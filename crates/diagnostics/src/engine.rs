//! The diagnostic engine: rule evaluation, scoring, and summary.
//!
//! `diagnose` is a pure, total function over a campaign record — every
//! valid input produces a [`Diagnosis`], never an error. Rules run in a
//! fixed order, five independent groups, each firing at most one issue
//! (critical checked before warning, first match wins).

use crate::catalog::{IssueKind, Severity};
use crate::thresholds::{
    CONVERSION_CRITICAL_MIN_CLICKS, CONVERSION_WARNING_MIN_CLICKS, THRESHOLDS,
    TRACKING_FAILURE_MIN_CLICKS,
};
use scope_core::Campaign;
use serde::{Deserialize, Serialize};
use uuid::Uuid;

/// A detected rule violation: the matched catalog entry plus the observed
/// value and the threshold it crossed.
#[derive(Debug, Clone, Serialize, Deserialize)]
pub struct Issue {
    pub kind: IssueKind,
    pub severity: Severity,
    pub title: String,
    pub description: String,
    pub root_causes: Vec<String>,
    pub recommendations: Vec<String>,
    pub score_deduction: u32,
    pub metric_value: f64,
    pub threshold: f64,
}

impl Issue {
    fn new(kind: IssueKind, metric_value: f64, threshold: f64) -> Self {
        let def = kind.definition();
        Self {
            kind,
            severity: def.severity,
            title: def.title.to_string(),
            description: def.description.to_string(),
            root_causes: def.root_causes.iter().map(|s| s.to_string()).collect(),
            recommendations: def.recommendations.iter().map(|s| s.to_string()).collect(),
            score_deduction: def.score_deduction,
            metric_value,
            threshold,
        }
    }
}

#[derive(Debug, Clone, Copy, PartialEq, Eq, Serialize, Deserialize)]
#[serde(rename_all = "lowercase")]
pub enum HealthStatus {
    Healthy,
    Warning,
    Critical,
}

/// The metric values the engine evaluated, echoed back for presentation.
#[derive(Debug, Clone, Copy, Serialize, Deserialize)]
pub struct MetricsSnapshot {
    pub ctr: f64,
    pub cpc: f64,
    pub conversion_rate: f64,
    pub budget_remaining_pct: f64,
}

/// The full result of one diagnostic run.
#[derive(Debug, Clone, Serialize, Deserialize)]
pub struct Diagnosis {
    pub campaign_id: Uuid,
    pub campaign_name: String,
    pub health_score: u8,
    pub status: HealthStatus,
    pub summary: String,
    pub issues: Vec<Issue>,
    pub recommendations: Vec<String>,
    pub metrics_analyzed: MetricsSnapshot,
}

/// Run every rule group against a campaign and assemble the diagnosis.
pub fn diagnose(campaign: &Campaign) -> Diagnosis {
    let mut issues: Vec<Issue> = Vec::new();
    // Signed accumulator: deductions may overshoot before the final clamp.
    let mut score: i32 = 100;

    let ctr = campaign.ctr;
    let cpc = campaign.cpc;
    let conversion_rate = campaign.conversion_rate;
    let budget = campaign.budget;
    let clicks = campaign.clicks;
    let conversions = campaign.conversions;

    // Spend is estimated as cpc * clicks; no ground-truth spend field
    // exists in the data model.
    let spent = cpc * clicks as f64;
    let budget_remaining_pct = if budget > 0.0 {
        (budget - spent) / budget * 100.0
    } else {
        // A zero declared budget means unlimited remaining budget.
        100.0
    };

    let t = &THRESHOLDS;

    // Rule 1: CTR.
    if ctr < t.ctr.critical {
        record(&mut issues, &mut score, IssueKind::LowCtrCritical, ctr, t.ctr.critical);
    } else if ctr < t.ctr.warning {
        record(&mut issues, &mut score, IssueKind::LowCtrWarning, ctr, t.ctr.warning);
    }

    // Rule 2: CPC.
    if cpc > t.cpc.critical {
        record(&mut issues, &mut score, IssueKind::HighCpcCritical, cpc, t.cpc.critical);
    } else if cpc > t.cpc.warning {
        record(&mut issues, &mut score, IssueKind::HighCpcWarning, cpc, t.cpc.warning);
    }

    // Rule 3: conversion rate, guarded by click volume so low-traffic
    // campaigns are not judged on statistically insignificant samples.
    if conversion_rate < t.conversion_rate.critical && clicks > CONVERSION_CRITICAL_MIN_CLICKS {
        record(
            &mut issues,
            &mut score,
            IssueKind::LowConversionCritical,
            conversion_rate,
            t.conversion_rate.critical,
        );
    } else if conversion_rate < t.conversion_rate.warning && clicks > CONVERSION_WARNING_MIN_CLICKS
    {
        record(
            &mut issues,
            &mut score,
            IssueKind::LowConversionWarning,
            conversion_rate,
            t.conversion_rate.warning,
        );
    }

    // Rule 4: heavy click volume with zero recorded conversions points at
    // broken conversion measurement, not a genuinely converting-at-zero ad.
    if clicks > TRACKING_FAILURE_MIN_CLICKS && conversions == 0 {
        record(&mut issues, &mut score, IssueKind::TrackingFailure, 0.0, 1.0);
    }

    // Rule 5: budget exhaustion.
    if budget_remaining_pct < t.budget_remaining_pct.exhausted {
        record(
            &mut issues,
            &mut score,
            IssueKind::BudgetExhausted,
            budget_remaining_pct,
            t.budget_remaining_pct.exhausted,
        );
    } else if budget_remaining_pct < t.budget_remaining_pct.low {
        record(
            &mut issues,
            &mut score,
            IssueKind::BudgetLow,
            budget_remaining_pct,
            t.budget_remaining_pct.low,
        );
    }

    // Clamp only after all deductions so stacked criticals floor at zero
    // instead of wrapping.
    let health_score = score.clamp(0, 100) as u8;

    let (status, summary) = if health_score >= 80 {
        (HealthStatus::Healthy, "Campaign is performing well")
    } else if health_score >= 50 {
        (HealthStatus::Warning, "Campaign has some issues that need attention")
    } else {
        (
            HealthStatus::Critical,
            "Campaign has critical issues requiring immediate action",
        )
    };

    let recommendations = collect_recommendations(&issues);

    Diagnosis {
        campaign_id: campaign.id,
        campaign_name: campaign.name.clone(),
        health_score,
        status,
        summary: summary.to_string(),
        issues,
        recommendations,
        metrics_analyzed: MetricsSnapshot {
            ctr,
            cpc,
            conversion_rate,
            budget_remaining_pct: round1(budget_remaining_pct),
        },
    }
}

fn record(issues: &mut Vec<Issue>, score: &mut i32, kind: IssueKind, value: f64, threshold: f64) {
    let issue = Issue::new(kind, value, threshold);
    *score -= issue.score_deduction as i32;
    issues.push(issue);
}

/// Recommendations across all issues, first-seen order, duplicates
/// collapsed.
fn collect_recommendations(issues: &[Issue]) -> Vec<String> {
    let mut all: Vec<String> = Vec::new();
    for issue in issues {
        for rec in &issue.recommendations {
            if !all.contains(rec) {
                all.push(rec.clone());
            }
        }
    }
    all
}

fn round1(value: f64) -> f64 {
    (value * 10.0).round() / 10.0
}

// ---------------------------------------------------------------------------
// Tests
// ---------------------------------------------------------------------------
• • • •
What you need to do: Would you write out all the records exactly as they read?

Answer for this exercise:
filename crates/diagnostics/src/engine.rs
//! The diagnostic engine: rule evaluation, scoring, and summary.
//!
//! `diagnose` is a pure, total function over a campaign record — every
//! valid input produces a [`Diagnosis`], never an error. Rules run in a
//! fixed order, five independent groups, each firing at most one issue
//! (critical checked before warning, first match wins).

use crate::catalog::{IssueKind, Severity};
use crate::thresholds::{
    CONVERSION_CRITICAL_MIN_CLICKS, CONVERSION_WARNING_MIN_CLICKS, THRESHOLDS,
    TRACKING_FAILURE_MIN_CLICKS,
};
use scope_core::Campaign;
use serde::{Deserialize, Serialize};
use uuid::Uuid;

/// A detected rule violation: the matched catalog entry plus the observed
/// value and the threshold it crossed.
#[derive(Debug, Clone, Serialize, Deserialize)]
pub struct Issue {
    pub kind: IssueKind,
    pub severity: Severity,
    pub title: String,
    pub description: String,
    pub root_causes: Vec<String>,
    pub recommendations: Vec<String>,
    pub score_deduction: u32,
    pub metric_value: f64,
    pub threshold: f64,
}

impl Issue {
    fn new(kind: IssueKind, metric_value: f64, threshold: f64) -> Self {
        let def = kind.definition();
        Self {
            kind,
            severity: def.severity,
            title: def.title.to_string(),
            description: def.description.to_string(),
            root_causes: def.root_causes.iter().map(|s| s.to_string()).collect(),
            recommendations: def.recommendations.iter().map(|s| s.to_string()).collect(),
            score_deduction: def.score_deduction,
            metric_value,
            threshold,
        }
    }
}

#[derive(Debug, Clone, Copy, PartialEq, Eq, Serialize, Deserialize)]
#[serde(rename_all = "lowercase")]
pub enum HealthStatus {
    Healthy,
    Warning,
    Critical,
}

/// The metric values the engine evaluated, echoed back for presentation.
#[derive(Debug, Clone, Copy, Serialize, Deserialize)]
pub struct MetricsSnapshot {
    pub ctr: f64,
    pub cpc: f64,
    pub conversion_rate: f64,
    pub budget_remaining_pct: f64,
}

/// The full result of one diagnostic run.
#[derive(Debug, Clone, Serialize, Deserialize)]
pub struct Diagnosis {
    pub campaign_id: Uuid,
    pub campaign_name: String,
    pub health_score: u8,
    pub status: HealthStatus,
    pub summary: String,
    pub issues: Vec<Issue>,
    pub recommendations: Vec<String>,
    pub metrics_analyzed: MetricsSnapshot,
}

/// Run every rule group against a campaign and assemble the diagnosis.
pub fn diagnose(campaign: &Campaign) -> Diagnosis {
    let mut issues: Vec<Issue> = Vec::new();
    // Signed accumulator: deductions may overshoot before the final clamp.
    let mut score: i32 = 100;

    let ctr = campaign.ctr;
    let cpc = campaign.cpc;
    let conversion_rate = campaign.conversion_rate;
    let budget = campaign.budget;
    let clicks = campaign.clicks;
    let conversions = campaign.conversions;

    // Spend is estimated as cpc * clicks; no ground-truth spend field
    // exists in the data model.
    let spent = cpc * clicks as f64;
    let budget_remaining_pct = if budget > 0.0 {
        (budget - spent) / budget * 100.0
    } else {
        // A zero declared budget means unlimited remaining budget.
        100.0
    };

    let t = &THRESHOLDS;

    // Rule 1: CTR.
    if ctr < t.ctr.critical {
        record(&mut issues, &mut score, IssueKind::LowCtrCritical, ctr, t.ctr.critical);
    } else if ctr < t.ctr.warning {
        record(&mut issues, &mut score, IssueKind::LowCtrWarning, ctr, t.ctr.warning);
    }

    // Rule 2: CPC.
    if cpc > t.cpc.critical {
        record(&mut issues, &mut score, IssueKind::HighCpcCritical, cpc, t.cpc.critical);
    } else if cpc > t.cpc.warning {
        record(&mut issues, &mut score, IssueKind::HighCpcWarning, cpc, t.cpc.warning);
    }

    // Rule 3: conversion rate, guarded by click volume so low-traffic
    // campaigns are not judged on statistically insignificant samples.
    if conversion_rate < t.conversion_rate.critical && clicks > CONVERSION_CRITICAL_MIN_CLICKS {
        record(
            &mut issues,
            &mut score,
            IssueKind::LowConversionCritical,
            conversion_rate,
            t.conversion_rate.critical,
        );
    } else if conversion_rate < t.conversion_rate.warning && clicks > CONVERSION_WARNING_MIN_CLICKS
    {
        record(
            &mut issues,
            &mut score,
            IssueKind::LowConversionWarning,
            conversion_rate,
            t.conversion_rate.warning,
        );
    }

    // Rule 4: heavy click volume with zero recorded conversions points at
    // broken conversion measurement, not a genuinely converting-at-zero ad.
    if clicks > TRACKING_FAILURE_MIN_CLICKS && conversions == 0 {
        record(&mut issues, &mut score, IssueKind::TrackingFailure, 0.0, 1.0);
    }

    // Rule 5: budget exhaustion.
    if budget_remaining_pct < t.budget_remaining_pct.exhausted {
        record(
            &mut issues,
            &mut score,
            IssueKind::BudgetExhausted,
            budget_remaining_pct,
            t.budget_remaining_pct.exhausted,
        );
    } else if budget_remaining_pct < t.budget_remaining_pct.low {
        record(
            &mut issues,
            &mut score,
            IssueKind::BudgetLow,
            budget_remaining_pct,
            t.budget_remaining_pct.low,
        );
    }

    // Clamp only after all deductions so stacked criticals floor at zero
    // instead of wrapping.
    let health_score = score.clamp(0, 100) as u8;

    let (status, summary) = if health_score >= 80 {
        (HealthStatus::Healthy, "Campaign is performing well")
    } else if health_score >= 50 {
        (HealthStatus::Warning, "Campaign has some issues that need attention")
    } else {
        (
            HealthStatus::Critical,
            "Campaign has critical issues requiring immediate action",
        )
    };

    let recommendations = collect_recommendations(&issues);

    Diagnosis {
        campaign_id: campaign.id,
        campaign_name: campaign.name.clone(),
        health_score,
        status,
        summary: summary.to_string(),
        issues,
        recommendations,
        metrics_analyzed: MetricsSnapshot {
            ctr,
            cpc,
            conversion_rate,
            budget_remaining_pct: round1(budget_remaining_pct),
        },
    }
}

fn record(issues: &mut Vec<Issue>, score: &mut i32, kind: IssueKind, value: f64, threshold: f64) {
    let issue = Issue::new(kind, value, threshold);
    *score -= issue.score_deduction as i32;
    issues.push(issue);
}

/// Recommendations across all issues, first-seen order, duplicates
/// collapsed.
fn collect_recommendations(issues: &[Issue]) -> Vec<String> {
    let mut all: Vec<String> = Vec::new();
    for issue in issues {
        for rec in &issue.recommendations {
            if !all.contains(rec) {
                all.push(rec.clone());
            }
        }
    }
    all
}

fn round1(value: f64) -> f64 {
    (value * 10.0).round() / 10.0
}

// ---------------------------------------------------------------------------
// Tests
// ---------------------------------------------------------------------------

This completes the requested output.